La libertad condicional que no libera
En Venezuela, excarcelar a periodistas no significa devolverles su libertad. Siguen bajo estrictas medidas que limitan su vida y ejercicio profesional.
Control judicial y restricciones arbitrarias
La Comisión Interamericana de Derechos Humanos (CIDH) alerta sobre prohibiciones de salida del país, regímenes de presentación forzada ante tribunales y censura indirecta para que los periodistas no hablen sobre sus casos.
Estas medidas no solo los mantienen en un limbo legal, sino que dificultan su reinserción en un país donde la libertad de expresión ya está bajo presión.
Impacto real: salud y justicia bloqueadas
- Periodistas como Ramón Centeno deben enfrentar juicios pendientes mientras sufren graves problemas de salud y cirugías urgentes postergadas.
- Sus audiencias se posponen y deben asistir en condiciones precarias, evidenciando que las excarcelaciones solo son una formalidad sin solución real.
¿Qué está pasando realmente?
Estas supuestas «libertades» son parte de una estrategia para mantener control jurídico sobre los críticos al régimen, sin despertar la alarma internacional de una detención directa.
Se perpetúan procesos judiciales como forma de presión.
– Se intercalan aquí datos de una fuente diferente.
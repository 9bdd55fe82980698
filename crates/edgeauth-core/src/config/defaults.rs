//! Default claims for newly minted tokens.

use serde::{Deserialize, Serialize};

/// Claims applied to a token unless the caller overrides them.
#[derive(Debug, Clone, PartialEq, Serialize, Deserialize)]
pub struct TokenDefaults {
    /// Lifetime of a new token, in seconds.
    #[serde(default = "default_expires_in_seconds")]
    pub expires_in_seconds: i64,

    /// One of `auth`, `stream` or `publish`. Checked when the token is built.
    #[serde(default)]
    pub token_type: Option<String>,

    #[serde(default)]
    pub capabilities: Vec<String>,

    /// Tags applied to streams created with the token.
    #[serde(default)]
    pub apply_tags: Vec<String>,
}

impl Default for TokenDefaults {
    fn default() -> Self {
        Self {
            expires_in_seconds: default_expires_in_seconds(),
            token_type: None,
            capabilities: Vec::new(),
            apply_tags: Vec::new(),
        }
    }
}

fn default_expires_in_seconds() -> i64 {
    3600
}
use chrono::Utc;
use sqlx::{Pool, Postgres};
use uuid::Uuid;

use crate::error::StoreResult;
use crate::models::ServiceAccount;

/// Repository for service account credentials
#[derive(Debug, Clone)]
pub struct AccountRepository {
    pool: Pool<Postgres>,
}

impl AccountRepository {
    pub fn new(pool: Pool<Postgres>) -> Self {
        Self { pool }
    }

    /// Check a name/access-code pair, case-insensitive on the name.
    /// On a match the login timestamp is touched and the account returned;
    /// otherwise `None`. One statement, so the touch and the check cannot
    /// diverge under concurrent logins.
    pub async fn authenticate(
        &self,
        name: &str,
        access_code: &str,
    ) -> StoreResult<Option<ServiceAccount>> {
        let account = sqlx::query_as::<_, ServiceAccount>(
            r#"
            UPDATE service_accounts
            SET last_login_at = $3
            WHERE lower(name) = lower($1) AND access_code = $2
            RETURNING account_id, name, role, created_at, last_login_at
            "#,
        )
        .bind(name)
        .bind(access_code)
        .bind(Utc::now())
        .fetch_optional(&self.pool)
        .await?;

        Ok(account)
    }

    /// Register a service account. Used by provisioning and test setup.
    pub async fn create(
        &self,
        name: &str,
        access_code: &str,
        role: &str,
    ) -> StoreResult<ServiceAccount> {
        let account = sqlx::query_as::<_, ServiceAccount>(
            r#"
            INSERT INTO service_accounts (account_id, name, access_code, role, created_at)
            VALUES ($1, $2, $3, $4, $5)
            RETURNING account_id, name, role, created_at, last_login_at
            "#,
        )
        .bind(Uuid::new_v4())
        .bind(name)
        .bind(access_code)
        .bind(role)
        .bind(Utc::now())
        .fetch_one(&self.pool)
        .await?;

        Ok(account)
    }
}
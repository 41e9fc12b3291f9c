//! Closed enumerations shared by the audit lifecycle.
//!
//! Each enumeration round-trips through the lowercase snake_case wire form
//! used both in request bodies and in the relational store.

use serde::{Deserialize, Serialize};
use std::fmt;
use std::str::FromStr;

/// Error returned when a wire string does not belong to a closed enumeration.
#[derive(Debug, Clone, PartialEq, Eq, thiserror::Error)]
#[error("invalid {kind} '{value}', expected one of: {expected}")]
pub struct EnumParseError {
    kind: &'static str,
    value: String,
    expected: &'static str,
}

impl EnumParseError {
    fn new(kind: &'static str, value: &str, expected: &'static str) -> Self {
        Self {
            kind,
            value: value.to_string(),
            expected,
        }
    }
}

/// Lifecycle state of an audit session. Transitions only move forward,
/// `InProgress` to `Completed`; an audit is never reopened.
#[derive(Debug, Clone, Copy, PartialEq, Eq, Serialize, Deserialize)]
#[serde(rename_all = "snake_case")]
pub enum AuditStatus {
    InProgress,
    Completed,
}

impl AuditStatus {
    pub const EXPECTED: &'static str = "in_progress, completed";

    pub fn as_str(&self) -> &'static str {
        match self {
            Self::InProgress => "in_progress",
            Self::Completed => "completed",
        }
    }
}

impl fmt::Display for AuditStatus {
    fn fmt(&self, f: &mut fmt::Formatter<'_>) -> fmt::Result {
        f.write_str(self.as_str())
    }
}

impl FromStr for AuditStatus {
    type Err = EnumParseError;

    fn from_str(s: &str) -> Result<Self, Self::Err> {
        match s {
            "in_progress" => Ok(Self::InProgress),
            "completed" => Ok(Self::Completed),
            other => Err(EnumParseError::new("audit status", other, Self::EXPECTED)),
        }
    }
}

/// Severity of a recorded non-conformity.
#[derive(Debug, Clone, Copy, PartialEq, Eq, Serialize, Deserialize)]
#[serde(rename_all = "snake_case")]
pub enum Severity {
    Minor,
    Major,
    Critical,
}

impl Severity {
    pub const EXPECTED: &'static str = "minor, major, critical";

    pub fn as_str(&self) -> &'static str {
        match self {
            Self::Minor => "minor",
            Self::Major => "major",
            Self::Critical => "critical",
        }
    }
}

impl fmt::Display for Severity {
    fn fmt(&self, f: &mut fmt::Formatter<'_>) -> fmt::Result {
        f.write_str(self.as_str())
    }
}

impl FromStr for Severity {
    type Err = EnumParseError;

    fn from_str(s: &str) -> Result<Self, Self::Err> {
        match s {
            "minor" => Ok(Self::Minor),
            "major" => Ok(Self::Major),
            "critical" => Ok(Self::Critical),
            other => Err(EnumParseError::new("severity", other, Self::EXPECTED)),
        }
    }
}

/// Workflow state of a non-conformity. The register accepts any of these
/// at creation time; it does not enforce a transition workflow.
#[derive(Debug, Clone, Copy, PartialEq, Eq, Serialize, Deserialize)]
#[serde(rename_all = "snake_case")]
pub enum NcStatus {
    Open,
    InProgress,
    Closed,
}

impl NcStatus {
    pub const EXPECTED: &'static str = "open, in_progress, closed";

    pub fn as_str(&self) -> &'static str {
        match self {
            Self::Open => "open",
            Self::InProgress => "in_progress",
            Self::Closed => "closed",
        }
    }
}

impl fmt::Display for NcStatus {
    fn fmt(&self, f: &mut fmt::Formatter<'_>) -> fmt::Result {
        f.write_str(self.as_str())
    }
}

impl FromStr for NcStatus {
    type Err = EnumParseError;

    fn from_str(s: &str) -> Result<Self, Self::Err> {
        match s {
            "open" => Ok(Self::Open),
            "in_progress" => Ok(Self::InProgress),
            "closed" => Ok(Self::Closed),
            other => Err(EnumParseError::new(
                "non-conformity status",
                other,
                Self::EXPECTED,
            )),
        }
    }
}

#[cfg(test)]
mod tests {
    use super::*;

    #[test]
    fn audit_status_round_trips() {
        for status in [AuditStatus::InProgress, AuditStatus::Completed] {
            assert_eq!(status.as_str().parse::<AuditStatus>(), Ok(status));
        }
    }

    #[test]
    fn severity_round_trips() {
        for severity in [Severity::Minor, Severity::Major, Severity::Critical] {
            assert_eq!(severity.as_str().parse::<Severity>(), Ok(severity));
        }
    }

    #[test]
    fn nc_status_round_trips() {
        for status in [NcStatus::Open, NcStatus::InProgress, NcStatus::Closed] {
            assert_eq!(status.as_str().parse::<NcStatus>(), Ok(status));
        }
    }

    #[test]
    fn unknown_values_are_rejected() {
        assert!("reopened".parse::<AuditStatus>().is_err());
        assert!("blocker".parse::<Severity>().is_err());
        assert!("done".parse::<NcStatus>().is_err());
    }

    #[test]
    fn parse_error_names_the_field_and_choices() {
        let err = "huge".parse::<Severity>().unwrap_err();
        let message = err.to_string();
        assert!(message.contains("severity"));
        assert!(message.contains("minor, major, critical"));
    }

    #[test]
    fn wire_form_is_snake_case() {
        let json = serde_json::to_string(&NcStatus::InProgress).unwrap();
        assert_eq!(json, "\"in_progress\"");
    }
}
//! Request validation for API endpoints
//!
//! Provides a validation trait and helper macros used by the request
//! types in the handler modules. Validation always runs before any
//! storage access so that malformed requests never reach the database.

use crate::error::ApiError;

/// Trait for validating request payloads
pub trait RequestValidation {
    /// Validate the request, returning a validation error on failure
    fn validate(&self) -> Result<(), ApiError>;
}

/// Validate a field against a predicate
///
/// # Example
///
/// ```ignore
/// validate_field!(request.name, !request.name.is_empty(), "Name is required");
/// ```
#[macro_export]
macro_rules! validate_field {
    ($field:expr, $condition:expr, $message:expr) => {
        if !($condition) {
            return Err($crate::error::ApiError::validation($message));
        }
    };
}

/// Validate that a string field is not empty after trimming
///
/// # Example
///
/// ```ignore
/// validate_required!(request.title, "Title is required");
/// ```
#[macro_export]
macro_rules! validate_required {
    ($field:expr, $message:expr) => {
        $crate::validate_field!($field, !$field.trim().is_empty(), $message);
    };
}

/// Validate that a UUID field is not the nil UUID
///
/// # Example
///
/// ```ignore
/// validate_uuid!(request.auditee_id, "Auditee ID is required");
/// ```
#[macro_export]
macro_rules! validate_uuid {
    ($field:expr, $message:expr) => {
        $crate::validate_field!($field, !$field.is_nil(), $message);
    };
}

/// Validate that a string field length is within bounds (inclusive)
///
/// # Example
///
/// ```ignore
/// validate_length!(request.title, 1, 200, "Title must be 1-200 characters");
/// ```
#[macro_export]
macro_rules! validate_length {
    ($field:expr, $min:expr, $max:expr, $message:expr) => {
        $crate::validate_field!(
            $field,
            $field.len() >= $min && $field.len() <= $max,
            $message
        );
    };
}

/// Validate that a string field looks like an email address
///
/// # Example
///
/// ```ignore
/// validate_email!(request.email, "Invalid email format");
/// ```
#[macro_export]
macro_rules! validate_email {
    ($field:expr, $message:expr) => {
        $crate::validate_field!(
            $field,
            $field.contains('@') && $field.contains('.') && $field.len() >= 5,
            $message
        );
    };
}

/// Validate that a numeric field is within bounds (inclusive)
///
/// # Example
///
/// ```ignore
/// validate_range!(request.attempt_number, 1, 2, "Attempt number must be 1 or 2");
/// ```
#[macro_export]
macro_rules! validate_range {
    ($field:expr, $min:expr, $max:expr, $message:expr) => {
        $crate::validate_field!($field, $field >= $min && $field <= $max, $message);
    };
}

#[cfg(test)]
mod tests {
    use super::*;
    use uuid::Uuid;

    struct SampleRequest {
        name: String,
        email: String,
        auditee_id: Uuid,
        attempt_number: i16,
    }

    impl RequestValidation for SampleRequest {
        fn validate(&self) -> Result<(), ApiError> {
            validate_required!(self.name, "Name is required");
            validate_length!(self.name, 1, 50, "Name must be 1-50 characters");
            validate_email!(self.email, "Invalid email format");
            validate_uuid!(self.auditee_id, "Auditee ID is required");
            validate_range!(self.attempt_number, 1, 2, "Attempt number must be 1 or 2");
            Ok(())
        }
    }

    fn valid_request() -> SampleRequest {
        SampleRequest {
            name: "Quality Review".to_string(),
            email: "auditor@example.com".to_string(),
            auditee_id: Uuid::new_v4(),
            attempt_number: 1,
        }
    }

    #[test]
    fn test_valid_request_passes() {
        assert!(valid_request().validate().is_ok());
    }

    #[test]
    fn test_empty_name_rejected() {
        let mut request = valid_request();
        request.name = "   ".to_string();
        let error = request.validate().unwrap_err();
        assert!(matches!(error, ApiError::Validation { .. }));
    }

    #[test]
    fn test_overlong_name_rejected() {
        let mut request = valid_request();
        request.name = "x".repeat(51);
        assert!(request.validate().is_err());
    }

    #[test]
    fn test_invalid_email_rejected() {
        let mut request = valid_request();
        request.email = "not-an-email".to_string();
        assert!(request.validate().is_err());
    }

    #[test]
    fn test_nil_uuid_rejected() {
        let mut request = valid_request();
        request.auditee_id = Uuid::nil();
        assert!(request.validate().is_err());
    }

    #[test]
    fn test_attempt_out_of_range_rejected() {
        let mut request = valid_request();
        request.attempt_number = 3;
        let error = request.validate().unwrap_err();
        assert_eq!(error.error_type(), "validation_error");

        request.attempt_number = 0;
        assert!(request.validate().is_err());
    }
}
Los periodistas siguen en un estado de vigilancia y amenaza permanente.
Lo que viene
Este escenario no solo afecta a los periodistas. Envía un mensaje claro a cualquier voz disidente: la libertad en Venezuela es una ilusión mientras el sistema judicial siga activo como herramienta de represión encubierta.
La capacidad de informar y denunciar seguirá limitada, con consecuencias directas para la transparencia, la democracia y el acceso a información crítica en el país.